About this exercise:
Where the string "extend" shows up in a line of the records, copy that line.

Input material:
=== Begin Enclosure ===

//! Agent configuration loaded from environment variables.
//!
//! | Variable                              | Required | Default                  |
//! |---------------------------------------|----------|--------------------------|
//! | `RESOURCE_ID`                         | yes      | --                       |
//! | `BACKEND_URL`                         | no       | `http://localhost:8080`  |
//! | `STATUS_INTERVAL_SECONDS`             | no       | `30`                     |
//! | `STATUS_CHECK_INTERVAL_SECONDS`       | no       | half the status interval |
//! | `TIMEOUT_DURATION_MINUTES`            | no       | `30`                     |
//! | `RECONCILE_STRATEGY`                  | no       | `status`                 |
//! | `DEBOUNCE_MILLIS`                     | no       | `2000`                   |
//! | `AUTO_RELEASE_ENABLED`                | no       | `false`                  |
//! | `AUTO_RELEASE_PROBABILITY`            | no       | `0.05`                   |
//! | `AUTO_RELEASE_MIN_MINUTES`            | no       | `5`                      |
//! | `AUTO_RELEASE_CHECK_INTERVAL_SECONDS` | no       | `60`                     |
//! | `HOST`                                | no       | `0.0.0.0`                |
//! | `PORT`                                | no       | `3000`                   |

use std::fmt::Display;
use std::str::FromStr;
use std::time::Duration;

use iotm_core::release::ProbabilisticPolicy;

pub const DEFAULT_BACKEND_URL: &str = "http://localhost:8080";
const DEFAULT_STATUS_INTERVAL_SECS: u64 = 30;
const DEFAULT_TIMEOUT_MINUTES: i64 = 30;
const DEFAULT_DEBOUNCE_MILLIS: i64 = 2000;
const DEFAULT_AUTO_RELEASE_PROBABILITY: f64 = 0.05;
const DEFAULT_AUTO_RELEASE_MIN_MINUTES: i64 = 5;
const DEFAULT_AUTO_RELEASE_CHECK_SECS: u64 = 60;
const DEFAULT_HOST: &str = "0.0.0.0";
const DEFAULT_PORT: u16 = 3000;

/// Longest hold the agent will grant on its own (one year).
const MAX_TIMEOUT_MINUTES: i64 = 525_600;

/// Errors raised while loading configuration. All of them are fatal at
/// startup.
#[derive(Debug, thiserror::Error)]
pub enum ConfigError {
    #[error("{0} environment variable is required")]
    Missing(&'static str),

    #[error("{var} has invalid value '{value}': {reason}")]
    Invalid {
        var: &'static str,
        value: String,
        reason: String,
    },
}

/// How the agent learns about the authority's view of the resource.
///
/// The two policies disagree on who owns the predicted end time, so a
/// deployment picks exactly one.
#[derive(Debug, Clone, Copy, PartialEq, Eq)]
pub enum ReconcileStrategy {
    /// Pull the canonical status; the authority supplies the deadline.
    StatusPull,
    /// Poll the reserve/release command slots; the agent owns the deadline.
    CommandPull,
}

impl FromStr for ReconcileStrategy {
    type Err = String;

    fn from_str(s: &str) -> Result<Self, Self::Err> {
        match s.trim().to_ascii_lowercase().as_str() {
            "status" | "status-pull" => Ok(Self::StatusPull),
            "commands" | "command-pull" => Ok(Self::CommandPull),
            other => Err(format!(
                "unknown strategy '{other}', use 'status' or 'commands'"
            )),
        }
    }
}

/// Probabilistic release settings.
#[derive(Debug, Clone)]
pub struct AutoReleaseConfig {
    pub enabled: bool,
    pub probability: f64,
    pub min_hold: chrono::Duration,
    pub check_interval: Duration,
}

/// Everything one agent instance needs to run.
#[derive(Debug, Clone)]
pub struct AgentConfig {
    pub resource_id: String,
    /// Authority base URL without a trailing slash.
    pub backend_url: String,
    /// Reporter cadence.
    pub status_interval: Duration,
    /// Reconciler (or command check) cadence.
    pub check_interval: Duration,
    /// Hold the agent grants when it owns the deadline.
    pub hold_duration: chrono::Duration,
    pub strategy: ReconcileStrategy,
    /// A reconcile fold is skipped if the last push is younger than this.
    pub debounce_window: chrono::Duration,
    pub auto_release: AutoReleaseConfig,
    pub host: String,
    pub port: u16,
}

impl AgentConfig {
    /// Defaults for everything except the resource and authority.
    pub fn new(resource_id: impl Into<String>, backend_url: impl Into<String>) -> Self {
        let status_interval = Duration::from_secs(DEFAULT_STATUS_INTERVAL_SECS);
        Self {
            resource_id: resource_id.into(),
            backend_url: backend_url.into().trim_end_matches('/').to_string(),
            status_interval,
            check_interval: default_check_interval(status_interval),
            hold_duration: chrono::Duration::minutes(DEFAULT_TIMEOUT_MINUTES),
            strategy: ReconcileStrategy::StatusPull,
            debounce_window: chrono::Duration::milliseconds(DEFAULT_DEBOUNCE_MILLIS),
            auto_release: AutoReleaseConfig {
                enabled: false,
                probability: DEFAULT_AUTO_RELEASE_PROBABILITY,
                min_hold: chrono::Duration::minutes(DEFAULT_AUTO_RELEASE_MIN_MINUTES),
                check_interval: Duration::from_secs(DEFAULT_AUTO_RELEASE_CHECK_SECS),
            },
            host: DEFAULT_HOST.to_string(),
            port: DEFAULT_PORT,
        }
    }

    /// Load configuration from the process environment.
    pub fn from_env() -> Result<Self, ConfigError> {
        Self::from_lookup(|var| std::env::var(var).ok())
    }

    /// Load configuration through an arbitrary variable lookup.
    pub fn from_lookup<F>(lookup: F) -> Result<Self, ConfigError>
    where
        F: Fn(&str) -> Option<String>,
    {
        let resource_id = lookup("RESOURCE_ID")
            .map(|v| v.trim().to_string())
            .filter(|v| !v.is_empty())
            .ok_or(ConfigError::Missing("RESOURCE_ID"))?;

        let backend_url = lookup("BACKEND_URL")
            .unwrap_or_else(|| DEFAULT_BACKEND_URL.to_string());

        let mut config = Self::new(resource_id, backend_url);

        let status_secs: u64 = parse_var(
            &lookup,
            "STATUS_INTERVAL_SECONDS",
            DEFAULT_STATUS_INTERVAL_SECS,
        )?;
        config.status_interval = Duration::from_secs(require_positive(
            "STATUS_INTERVAL_SECONDS",
            status_secs,
        )?);

        config.check_interval = match lookup("STATUS_CHECK_INTERVAL_SECONDS") {
            Some(_) => {
                let secs: u64 = parse_var(&lookup, "STATUS_CHECK_INTERVAL_SECONDS", 0)?;
                Duration::from_secs(require_positive("STATUS_CHECK_INTERVAL_SECONDS", secs)?)
            }
            None => default_check_interval(config.status_interval),
        };

        let timeout_minutes: i64 =
            parse_var(&lookup, "TIMEOUT_DURATION_MINUTES", DEFAULT_TIMEOUT_MINUTES)?;
        if !(1..=MAX_TIMEOUT_MINUTES).contains(&timeout_minutes) {
            return Err(invalid(
                "TIMEOUT_DURATION_MINUTES",
                timeout_minutes,
                format!("must be between 1 and {MAX_TIMEOUT_MINUTES}"),
            ));
        }
        config.hold_duration = chrono::Duration::minutes(timeout_minutes);

        if let Some(raw) = lookup("RECONCILE_STRATEGY") {
            config.strategy = raw
                .parse()
                .map_err(|reason| invalid("RECONCILE_STRATEGY", &raw, reason))?;
        }

        let debounce_millis: i64 = parse_var(&lookup, "DEBOUNCE_MILLIS", DEFAULT_DEBOUNCE_MILLIS)?;
        if debounce_millis < 0 {
            return Err(invalid(
                "DEBOUNCE_MILLIS",
                debounce_millis,
                "must not be negative",
            ));
        }
        config.debounce_window = chrono::Duration::milliseconds(debounce_millis);

        config.auto_release.enabled = lookup("AUTO_RELEASE_ENABLED")
            .is_some_and(|v| v.trim().eq_ignore_ascii_case("true"));

        let probability: f64 = parse_var(
            &lookup,
            "AUTO_RELEASE_PROBABILITY",
            DEFAULT_AUTO_RELEASE_PROBABILITY,
        )?;
        if !(0.0..=1.0).contains(&probability) {
            return Err(invalid(
                "AUTO_RELEASE_PROBABILITY",
                probability,
                "must be between 0 and 1",
            ));
        }
        config.auto_release.probability = probability;

        let min_minutes: i64 = parse_var(
            &lookup,
            "AUTO_RELEASE_MIN_MINUTES",
            DEFAULT_AUTO_RELEASE_MIN_MINUTES,
        )?;
        if !(0..=MAX_TIMEOUT_MINUTES).contains(&min_minutes) {
            return Err(invalid(
                "AUTO_RELEASE_MIN_MINUTES",
                min_minutes,
                format!("must be between 0 and {MAX_TIMEOUT_MINUTES}"),
            ));
        }
        config.auto_release.min_hold = chrono::Duration::minutes(min_minutes);

        let check_secs: u64 = parse_var(
            &lookup,
            "AUTO_RELEASE_CHECK_INTERVAL_SECONDS",
            DEFAULT_AUTO_RELEASE_CHECK_SECS,
        )?;
        config.auto_release.check_interval = Duration::from_secs(require_positive(
            "AUTO_RELEASE_CHECK_INTERVAL_SECONDS",
            check_secs,
        )?);

        config.host = lookup("HOST").unwrap_or_else(|| DEFAULT_HOST.to_string());
        config.port = parse_var(&lookup, "PORT", DEFAULT_PORT)?;

        Ok(config)
    }

    /// Probabilistic release policy, if enabled.
    pub fn probabilistic_policy(&self) -> Option<ProbabilisticPolicy> {
        self.auto_release.enabled.then(|| ProbabilisticPolicy {
            probability: self.auto_release.probability,
            min_hold: self.auto_release.min_hold,
        })
    }
}

/// The reconciler runs at half the reporter cadence, never below a second.
fn default_check_interval(status_interval: Duration) -> Duration {
    (status_interval / 2).max(Duration::from_secs(1))
}

fn parse_var<T, F>(lookup: &F, var: &'static str, default: T) -> Result<T, ConfigError>
where
    T: FromStr,
    T::Err: Display,
    F: Fn(&str) -> Option<String>,
{
    match lookup(var) {
        Some(raw) => raw
            .trim()
            .parse()
            .map_err(|e: T::Err| invalid(var, &raw, e.to_string())),
        None => Ok(default),
    }
}

fn require_positive(var: &'static str, value: u64) -> Result<u64, ConfigError> {
    if value == 0 {
        return Err(invalid(var, value, "must be greater than zero"));
    }
    Ok(value)
}

fn invalid(var: &'static str, value: impl Display, reason: impl Into<String>) -> ConfigError {
    ConfigError::Invalid {
        var,
        value: value.to_string(),
        reason: reason.into(),
    }
}
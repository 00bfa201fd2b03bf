use std::sync::Arc;

use crate::agent::Agent;

/// Shared state available to all control surface handlers via
/// `State<AppState>`.
#[derive(Clone)]
pub struct AppState {
    /// The agent this process serves.
    pub agent: Arc<Agent>,
}
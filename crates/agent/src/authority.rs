//! Client side of the authority's device API.
//!
//! [`Authority`] is the seam between the agent and the remote service that
//! holds the canonical reservation ledger. [`HttpAuthority`] is the
//! production implementation over [`reqwest`]; tests plug in their own.

use std::time::Duration;

use async_trait::async_trait;
use iotm_core::wire::{AutoReleaseNotice, CommandKind, DeviceCommand, RemoteStatus, StatusReport};
use reqwest::{StatusCode, Url};
use serde::de::DeserializeOwned;

/// Upper bound on any single call to the authority.
const REQUEST_TIMEOUT: Duration = Duration::from_secs(5);

/// Tighter bound for the polling reads (status and command slots).
const READ_TIMEOUT: Duration = Duration::from_secs(3);

/// Errors from talking to the authority.
///
/// None of them are fatal: callers log and wait for the next tick.
#[derive(Debug, thiserror::Error)]
pub enum AuthorityError {
    /// Network, DNS, TLS or timeout failure.
    #[error("HTTP request failed: {0}")]
    Request(#[from] reqwest::Error),

    /// The authority answered with an unexpected non-2xx status.
    #[error("Authority API error ({status}): {body}")]
    Api { status: u16, body: String },

    /// A 2xx response whose body could not be parsed.
    #[error("Malformed authority response: {0}")]
    Decode(#[from] serde_json::Error),

    #[error("Invalid authority URL '{0}'")]
    InvalidUrl(String),
}

impl AuthorityError {
    /// Whether the authority could not be reached at all.
    pub fn is_connectivity(&self) -> bool {
        matches!(self, Self::Request(e) if e.is_connect() || e.is_timeout())
    }
}

/// Operations the agent needs from the authority.
#[async_trait]
pub trait Authority: Send + Sync {
    /// `POST /api/v1/devices/status`.
    async fn push_status(&self, report: &StatusReport) -> Result<(), AuthorityError>;

    /// `GET /api/v1/devices/{resourceId}/status`; `Ok(None)` when the
    /// resource is unknown to the authority.
    async fn fetch_status(&self, resource_id: &str) -> Result<Option<RemoteStatus>, AuthorityError>;

    /// `GET /api/v1/devices/{resourceId}/commands/{kind}`; `Ok(None)` when
    /// no command is pending.
    async fn fetch_command(
        &self,
        resource_id: &str,
        kind: CommandKind,
    ) -> Result<Option<DeviceCommand>, AuthorityError>;

    /// `POST /api/v1/devices/{resourceId}/auto-release`.
    async fn notify_auto_release(
        &self,
        resource_id: &str,
        notice: &AutoReleaseNotice,
    ) -> Result<(), AuthorityError>;
}

/// HTTP client for the authority's `/api/v1/devices` endpoints.
#[derive(Debug)]
pub struct HttpAuthority {
    client: reqwest::Client,
    base_url: Url,
}

impl HttpAuthority {
    /// Create a client for the authority at `base_url`, e.g.
    /// `http://localhost:8080`.
    pub fn new(base_url: &str) -> Result<Self, AuthorityError> {
        let client = reqwest::Client::builder().timeout(REQUEST_TIMEOUT).build()?;
        let base_url = Url::parse(base_url)
            .map_err(|_| AuthorityError::InvalidUrl(base_url.to_string()))?;
        if base_url.cannot_be_a_base() {
            return Err(AuthorityError::InvalidUrl(base_url.to_string()));
        }
        Ok(Self { client, base_url })
    }

    // ---- private helpers ----

    /// Join path segments onto the base URL, percent-encoding each one.
    fn url(&self, segments: &[&str]) -> Result<Url, AuthorityError> {
        let mut url = self.base_url.clone();
        url.path_segments_mut()
            .map_err(|_| AuthorityError::InvalidUrl(self.base_url.to_string()))?
            .pop_if_empty()
            .extend(["api", "v1", "devices"])
            .extend(segments);
        Ok(url)
    }

    /// Turn a non-2xx response into [`AuthorityError::Api`].
    async fn ensure_success(
        response: reqwest::Response,
    ) -> Result<reqwest::Response, AuthorityError> {
        let status = response.status();
        if !status.is_success() {
            let body = response
                .text()
                .await
                .unwrap_or_else(|_| "<unreadable body>".to_string());
            return Err(AuthorityError::Api {
                status: status.as_u16(),
                body,
            });
        }
        Ok(response)
    }

    /// Read an optional JSON body: 404, 204 and empty bodies mean "nothing".
    async fn parse_optional<T: DeserializeOwned>(
        response: reqwest::Response,
    ) -> Result<Option<T>, AuthorityError> {
        if matches!(
            response.status(),
            StatusCode::NOT_FOUND | StatusCode::NO_CONTENT
        ) {
            return Ok(None);
        }
        let response = Self::ensure_success(response).await?;
        let body = response.text().await?;
        if body.trim().is_empty() {
            return Ok(None);
        }
        Ok(Some(serde_json::from_str(&body)?))
    }
}

#[async_trait]
impl Authority for HttpAuthority {
    async fn push_status(&self, report: &StatusReport) -> Result<(), AuthorityError> {
        let response = self
            .client
            .post(self.url(&["status"])?)
            .json(report)
            .send()
            .await?;
        Self::ensure_success(response).await?;
        Ok(())
    }

    async fn fetch_status(
        &self,
        resource_id: &str,
    ) -> Result<Option<RemoteStatus>, AuthorityError> {
        let response = self
            .client
            .get(self.url(&[resource_id, "status"])?)
            .timeout(READ_TIMEOUT)
            .send()
            .await?;
        Self::parse_optional(response).await
    }

    async fn fetch_command(
        &self,
        resource_id: &str,
        kind: CommandKind,
    ) -> Result<Option<DeviceCommand>, AuthorityError> {
        let response = self
            .client
            .get(self.url(&[resource_id, "commands", kind.path_segment()])?)
            .timeout(READ_TIMEOUT)
            .send()
            .await?;
        Self::parse_optional(response).await
    }

    async fn notify_auto_release(
        &self,
        resource_id: &str,
        notice: &AutoReleaseNotice,
    ) -> Result<(), AuthorityError> {
        let response = self
            .client
            .post(self.url(&[resource_id, "auto-release"])?)
            .json(notice)
            .send()
            .await?;
        Self::ensure_success(response).await?;
        Ok(())
    }
}

#[cfg(test)]
mod tests {
    use super::*;
    use assert_matches::assert_matches;

    #[test]
    fn builds_device_urls_under_api_prefix() {
        let authority = HttpAuthority::new("http://authority:8080").unwrap();
        let url = authority.url(&["lab-01", "commands", "reserve"]).unwrap();
        assert_eq!(
            url.as_str(),
            "http://authority:8080/api/v1/devices/lab-01/commands/reserve"
        );
    }

    #[test]
    fn keeps_base_path_and_encodes_resource_id() {
        let authority = HttpAuthority::new("http://authority:8080/ledger/").unwrap();
        let url = authority.url(&["lab 01", "status"]).unwrap();
        assert_eq!(
            url.as_str(),
            "http://authority:8080/ledger/api/v1/devices/lab%2001/status"
        );
    }

    #[test]
    fn rejects_unusable_base_urls() {
        assert_matches!(
            HttpAuthority::new("not a url"),
            Err(AuthorityError::InvalidUrl(_))
        );
        assert_matches!(
            HttpAuthority::new("mailto:ops@example.com"),
            Err(AuthorityError::InvalidUrl(_))
        );
    }
}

=== End Enclosure ===

Finished exercise:
            .extend(["api", "v1", "devices"])
            .extend(segments);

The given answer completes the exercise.